▶ Your goal
Filter the data for "TenantId" and copy matching lines.

Stored items:
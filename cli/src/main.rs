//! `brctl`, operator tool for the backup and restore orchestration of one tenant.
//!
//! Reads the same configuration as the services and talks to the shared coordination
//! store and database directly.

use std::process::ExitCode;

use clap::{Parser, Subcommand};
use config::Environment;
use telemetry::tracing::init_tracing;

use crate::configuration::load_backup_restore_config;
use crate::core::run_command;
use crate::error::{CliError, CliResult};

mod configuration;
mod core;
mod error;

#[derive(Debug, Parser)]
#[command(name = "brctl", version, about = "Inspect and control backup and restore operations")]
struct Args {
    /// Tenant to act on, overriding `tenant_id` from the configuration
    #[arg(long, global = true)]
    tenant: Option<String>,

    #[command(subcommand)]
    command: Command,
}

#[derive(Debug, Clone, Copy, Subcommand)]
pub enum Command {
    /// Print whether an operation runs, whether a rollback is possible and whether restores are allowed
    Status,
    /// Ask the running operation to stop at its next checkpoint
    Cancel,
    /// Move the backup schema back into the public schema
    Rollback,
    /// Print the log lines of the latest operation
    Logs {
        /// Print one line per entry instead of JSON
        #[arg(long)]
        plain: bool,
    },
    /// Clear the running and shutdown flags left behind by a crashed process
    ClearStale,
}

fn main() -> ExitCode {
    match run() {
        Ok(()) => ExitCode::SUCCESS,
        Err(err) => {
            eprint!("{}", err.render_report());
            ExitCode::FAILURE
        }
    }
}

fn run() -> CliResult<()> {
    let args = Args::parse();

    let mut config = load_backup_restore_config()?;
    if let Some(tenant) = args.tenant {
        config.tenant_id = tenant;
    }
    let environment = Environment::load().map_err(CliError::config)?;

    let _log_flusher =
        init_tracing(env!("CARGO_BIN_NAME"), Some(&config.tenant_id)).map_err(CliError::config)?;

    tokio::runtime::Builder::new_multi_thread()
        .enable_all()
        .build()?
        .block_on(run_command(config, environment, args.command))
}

==

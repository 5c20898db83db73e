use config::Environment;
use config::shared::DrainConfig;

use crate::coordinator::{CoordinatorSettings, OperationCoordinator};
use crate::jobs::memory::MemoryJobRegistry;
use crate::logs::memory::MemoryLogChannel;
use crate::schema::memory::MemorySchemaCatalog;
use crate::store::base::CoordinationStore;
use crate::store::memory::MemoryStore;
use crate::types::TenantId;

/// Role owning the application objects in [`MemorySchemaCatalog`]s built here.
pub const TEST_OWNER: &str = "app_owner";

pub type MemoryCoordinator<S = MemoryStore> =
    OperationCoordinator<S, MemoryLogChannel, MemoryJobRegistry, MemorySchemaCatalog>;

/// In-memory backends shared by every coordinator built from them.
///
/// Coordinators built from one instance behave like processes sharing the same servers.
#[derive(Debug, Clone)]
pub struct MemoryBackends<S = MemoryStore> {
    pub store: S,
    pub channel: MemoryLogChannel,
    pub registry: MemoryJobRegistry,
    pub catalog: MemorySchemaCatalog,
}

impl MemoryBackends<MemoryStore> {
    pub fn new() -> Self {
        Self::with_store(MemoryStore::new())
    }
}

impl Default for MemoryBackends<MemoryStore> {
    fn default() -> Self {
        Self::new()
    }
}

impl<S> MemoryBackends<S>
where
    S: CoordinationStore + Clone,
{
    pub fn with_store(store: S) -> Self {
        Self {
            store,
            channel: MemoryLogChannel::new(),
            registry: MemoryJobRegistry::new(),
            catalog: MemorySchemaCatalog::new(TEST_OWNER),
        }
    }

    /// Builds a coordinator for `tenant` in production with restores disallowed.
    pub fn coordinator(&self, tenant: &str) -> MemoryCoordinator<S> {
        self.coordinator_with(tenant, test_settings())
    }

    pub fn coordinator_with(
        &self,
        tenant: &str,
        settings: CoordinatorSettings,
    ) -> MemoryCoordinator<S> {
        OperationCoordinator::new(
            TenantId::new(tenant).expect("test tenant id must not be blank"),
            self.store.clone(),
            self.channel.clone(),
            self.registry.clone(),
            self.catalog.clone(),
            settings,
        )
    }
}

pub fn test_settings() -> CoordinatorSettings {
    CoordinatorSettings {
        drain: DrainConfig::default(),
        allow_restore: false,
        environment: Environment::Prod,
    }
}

▶ Completed exercise
use crate::types::TenantId;
            TenantId::new(tenant).expect("test tenant id must not be blank"),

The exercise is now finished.